- [Task brief] From the entries below, extract every line that includes the word "instructions".

- [Data for the task]
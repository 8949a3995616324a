/* SPDX-FileCopyrightText: © 2025 Decompollaborate */
/* SPDX-License-Identifier: MIT */

mod instructions;
mod rom_reader;
mod rom_reader_error;

pub use instructions::Instructions;
pub use rom_reader::RomReader;
pub use rom_reader_error::{RomReaderError, RomReaderErrorKind};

- [Reply to the exercise]
mod instructions;
pub use instructions::Instructions;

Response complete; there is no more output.